# Dash vent gauge pod



## l88m22vette (Mar 2, 2006)

So I'm in the middle of building a pod, and from what I've seen online, the dash vents are half for ventilation and half for sound. The back half is the duct, and the front half is the stereo tweeter. I was originally going to put the gauge in the back (closer to the windshield), but I don't wanna block airflow, especially for winter fogging of the windshield. I also don't wanna block the tweeter, but that won't be as big of a deal. Here is a pic:








Should I go for what I almost have built (ie, the back-half is blocked), or should I make a new one that blocks the tweeter and not the duct? I'll post pics when done, but I wanted opinions as to whether the fogging will be a problem with the back half blocked. Here are pics of mine (I need to glue, fill, and paint) 
Cutting:








Main parts:








Almost done!










_Modified by l88m22vette at 2:03 PM 9-8-2007_


----------



## cincyTT (May 11, 2006)

*Re: Dash vent gauge pod (l88m22vette)*

its already far enough away, so you pick the passenger side to make it further away







Also its kind of low, doesnt seem to be the best place for a 52mm gauge. A 60mm gauge maybe. 
One last thing, is it going to be turned away from you alittle?


----------



## l88m22vette (Mar 2, 2006)

*Re: Dash vent gauge pod (cincyTT)*

That pic is from an AudiWorld post...my pod is going to be on the drivers side, and still might be in the forward position above the tweeter. It is not going to be turned away. I might make a hood for it though, depending on the reflection.


----------



## cincyTT (May 11, 2006)

*Re: Dash vent gauge pod (l88m22vette)*


_Quote, originally posted by *l88m22vette* »_That pic is from an AudiWorld post...my pod is going to be on the drivers side, and still might be in the forward position above the tweeter.

Good, because the pics above are a stupid idea


----------



## l88m22vette (Mar 2, 2006)

*Re: Dash vent gauge pod (cincyTT)*

Thanks for the positive input http://****************.com/smile/emthdown.gif


----------



## cincyTT (May 11, 2006)

*Re: Dash vent gauge pod (l88m22vette)*

Yours idea is fine, the person you stole the idea from might awell have the passenger hold a gauge out the window for him








Dont get pissy with me when you post someone's work that makes having the gauge pointless almost unless you got a passenger to read it.


----------



## l88m22vette (Mar 2, 2006)

*Re: Dash vent gauge pod (cincyTT)*

The only pic from AudiWorld was the first one of the dash vent removed.
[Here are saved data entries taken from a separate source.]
#![allow(dead_code)]
#![allow(unused_imports)]
//! Shared integration test utilities.
//!
//! Import with:
//! ```
//! mod common;
//! use common::*;
//! ```

use proptest::prelude::ProptestConfig;
use proptest::test_runner::RngSeed;
use std::cell::{Cell, RefCell};
use std::rc::Rc;
use std::sync::Once;
use std::time::Duration;
use tracing_subscriber::fmt::format::FmtSpan;
use trifuture::future::{Computation, Continuation};
use trifuture::lab::{LabConfig, LabRuntime};
use trifuture::types::{Cancel, Outcome};

static INIT_LOGGING: Once = Once::new();

/// Default seed for property tests when running under CI.
pub const DEFAULT_PROPTEST_SEED: u64 = 0x5EED_5EED;

const PROPTEST_SEED_ENV: &str = "TRIFUTURE_PROPTEST_SEED";
const PROPTEST_MAX_SHRINK_ITERS_ENV: &str = "TRIFUTURE_PROPTEST_MAX_SHRINK_ITERS";

/// Configuration for property tests with optional deterministic seed support.
#[derive(Debug, Clone)]
pub struct PropertyTestConfig {
    /// Fixed seed for reproducibility (overrides CI default when set).
    pub seed: Option<u64>,
    /// Number of successful cases required.
    pub cases: u32,
    /// Maximum shrink iterations.
    pub max_shrink_iters: u32,
}

impl PropertyTestConfig {
    /// Build a config with defaults for property tests.
    #[must_use]
    pub fn new(cases: u32) -> Self {
        Self {
            seed: read_proptest_seed(),
            cases,
            max_shrink_iters: read_max_shrink_iters()
                .unwrap_or(ProptestConfig::default().max_shrink_iters),
        }
    }

    /// Convert into a ProptestConfig, applying deterministic seed rules.
    #[must_use]
    pub fn to_proptest_config(&self) -> ProptestConfig {
        let mut config = ProptestConfig::with_cases(self.cases);

        // Honor existing PROPTEST_RNG_SEED, otherwise apply our own.
        if matches!(config.rng_seed, RngSeed::Random) {
            if let Some(seed) = self.seed {
                config.rng_seed = RngSeed::Fixed(seed);
            }
        }

        config.max_shrink_iters = self.max_shrink_iters;
        config
    }
}

/// Build a ProptestConfig with deterministic seed support for CI.
#[must_use]
pub fn test_proptest_config(cases: u32) -> ProptestConfig {
    PropertyTestConfig::new(cases).to_proptest_config()
}

fn read_proptest_seed() -> Option<u64> {
    if let Ok(value) = std::env::var(PROPTEST_SEED_ENV) {
        return value.parse::<u64>().ok();
    }

    // If CI is set and no explicit seed is provided, use a fixed seed.
    if std::env::var("CI").is_ok() {
        return Some(DEFAULT_PROPTEST_SEED);
    }

    None
}

fn read_max_shrink_iters() -> Option<u32> {
    std::env::var(PROPTEST_MAX_SHRINK_ITERS_ENV)
        .ok()
        .and_then(|value| value.parse::<u32>().ok())
}

/// Initialize test logging with trace-level output.
pub fn init_test_logging() {
    init_test_logging_with_level(tracing::Level::TRACE);
}

/// Initialize test logging with a custom level.
pub fn init_test_logging_with_level(level: tracing::Level) {
    INIT_LOGGING.call_once(|| {
        let _ = tracing_subscriber::fmt()
            .with_max_level(level)
            .with_test_writer()
            .with_file(true)
            .with_line_number(true)
            .with_target(true)
            .with_thread_ids(true)
            .with_span_events(FmtSpan::CLOSE)
            .with_ansi(false)
            .try_init();
    });
}

/// Create a deterministic lab runtime for testing.
#[must_use]
pub fn test_lab() -> LabRuntime {
    LabRuntime::new(LabConfig::new())
}

/// Every outcome a sink has received, in delivery order.
pub type OutcomeLog<T, E> = Rc<RefCell<Vec<Outcome<T, E>>>>;

/// Returns a continuation that records every delivery, and the record.
pub fn outcome_sink<T: 'static, E: 'static>() -> (OutcomeLog<T, E>, Continuation<T, E>) {
    let log: OutcomeLog<T, E> = Rc::new(RefCell::new(Vec::new()));
    let sink = Rc::clone(&log);
    (
        log,
        Continuation::from_settle(move |outcome| sink.borrow_mut().push(outcome)),
    )
}

/// Side effects observed on a [`tracked_after`] leaf.
#[derive(Debug, Default)]
pub struct Tracker {
    /// Sessions started.
    pub started: Cell<usize>,
    /// Sessions cancelled while their timer was pending.
    pub cancelled: Cell<usize>,
    /// Sessions whose timer fired.
    pub fired: Cell<usize>,
    /// Sessions running right now.
    pub running: Cell<usize>,
    /// Most sessions ever running at once.
    pub peak: Cell<usize>,
}

impl Tracker {
    fn enter(&self) {
        self.started.set(self.started.get() + 1);
        self.running.set(self.running.get() + 1);
        self.peak.set(self.peak.get().max(self.running.get()));
    }

    fn leave(&self) {
        self.running.set(self.running.get() - 1);
    }
}

/// A timer leaf resolving with `value` after `millis`, recording its side
/// effects in `tracker`.
pub fn tracked_after<T, E>(tracker: &Rc<Tracker>, millis: u64, value: T) -> Computation<T, E>
where
    T: Clone + 'static,
    E: 'static,
{
    let tracker = Rc::clone(tracker);
    Computation::new(move |cx, resolver| {
        tracker.enter();
        let value = value.clone();
        let fired = Rc::clone(&tracker);
        let id = cx.schedule(Duration::from_millis(millis), move || {
            fired.fired.set(fired.fired.get() + 1);
            fired.leave();
            resolver.resolve(value);
        });
        let cx = cx.clone();
        let cancelled = Rc::clone(&tracker);
        Cancel::new(move || {
            cancelled.cancelled.set(cancelled.cancelled.get() + 1);
            cancelled.leave();
            cx.clear(id);
        })
    })
}

/// A timer leaf rejecting with `reason` after `millis`, recording its side
/// effects in `tracker`.
pub fn tracked_reject_after<T, E>(tracker: &Rc<Tracker>, millis: u64, reason: E) -> Computation<T, E>
where
    T: 'static,
    E: Clone + 'static,
{
    let tracker = Rc::clone(tracker);
    Computation::new(move |cx, resolver| {
        tracker.enter();
        let reason = reason.clone();
        let fired = Rc::clone(&tracker);
        let id = cx.schedule(Duration::from_millis(millis), move || {
            fired.fired.set(fired.fired.get() + 1);
            fired.leave();
            resolver.reject(reason);
        });
        let cx = cx.clone();
        let cancelled = Rc::clone(&tracker);
        Cancel::new(move || {
            cancelled.cancelled.set(cancelled.cancelled.get() + 1);
            cancelled.leave();
            cx.clear(id);
        })
    })
}

/// Log a test phase transition with a visual separator.
#[macro_export]
macro_rules! test_phase {
    ($name:expr) => {
        tracing::info!(phase = %$name, "========================================");
        tracing::info!(phase = %$name, "TEST PHASE: {}", $name);
        tracing::info!(phase = %$name, "========================================");
    };
}

/// Log a section within a test phase.
#[macro_export]
macro_rules! test_section {
    ($name:expr) => {
        tracing::debug!(section = %$name, "--- {} ---", $name);
    };
}

/// Log test completion with summary.
#[macro_export]
macro_rules! test_complete {
    ($name:expr) => {
        tracing::info!(test = %$name, "test completed successfully: {}", $name);
    };
    ($name:expr, $($key:ident = $value:expr),* $(,)?) => {
        tracing::info!(
            test = %$name,
            $($key = %$value,)*
            "test completed successfully: {}",
            $name
        );
    };
}

/// Log before assertions for context.
#[macro_export]
macro_rules! assert_with_log {
    ($cond:expr, $msg:expr, $expected:expr, $actual:expr) => {
        tracing::debug!(
            expected = ?$expected,
            actual = ?$actual,
            "Asserting: {}",
            $msg
        );
        assert!($cond, "{}: expected {:?}, got {:?}", $msg, $expected, $actual);
    };
}

/// Assert that an outcome is `Resolve` with a specific value.
#[macro_export]
macro_rules! assert_resolved {
    ($outcome:expr, $expected:expr) => {
        match $outcome {
            Some(::trifuture::types::Outcome::Resolve(v)) => assert_eq!(v, $expected),
            other => panic!("expected Outcome::Resolve({:?}), got {:?}", $expected, other),
        }
    };
}

/// Assert that an outcome is `Reject` with a specific reason.
#[macro_export]
macro_rules! assert_rejected {
    ($outcome:expr, $expected:expr) => {
        match $outcome {
            Some(::trifuture::types::Outcome::Reject(e)) => assert_eq!(e, $expected),
            other => panic!("expected Outcome::Reject({:?}), got {:?}", $expected, other),
        }
    };
}

/// Assert that an outcome is `Crash` and evaluate to the crash.
#[macro_export]
macro_rules! assert_crashed {
    ($outcome:expr) => {
        match $outcome {
            Some(::trifuture::types::Outcome::Crash(crash)) => crash,
            other => panic!("expected Outcome::Crash, got {:?}", other),
        }
    };
}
The rest are mine.


----------



## 1.8Tabamoura (Jul 29, 2005)

nice work lm.
Cincy , the first pic is a XM radio antenna install. lm was using it to show us how it is under that cover to ask us if he should block the vent or the tweeter .
everything clear now..







?


_Modified by 1.8Tabamoura at 6:30 PM 9-8-2007_


----------



## cincyTT (May 11, 2006)

*Re: (1.8Tabamoura)*

I always got the concept, its just the best imho.


----------



## vr_slider (Sep 9, 2007)

*Re: (cincyTT)*

Hi This awesome !!! very very nice, just one question did you make this yourself ?? i would really like the same setup !!


----------



## 1.8Tabamoura (Jul 29, 2005)

*Re: (vr_slider)*


_Quote, originally posted by *vr_slider* »_Hi This awesome !!! very very nice, just one question did you make this yourself ?? i would really like the same setup !!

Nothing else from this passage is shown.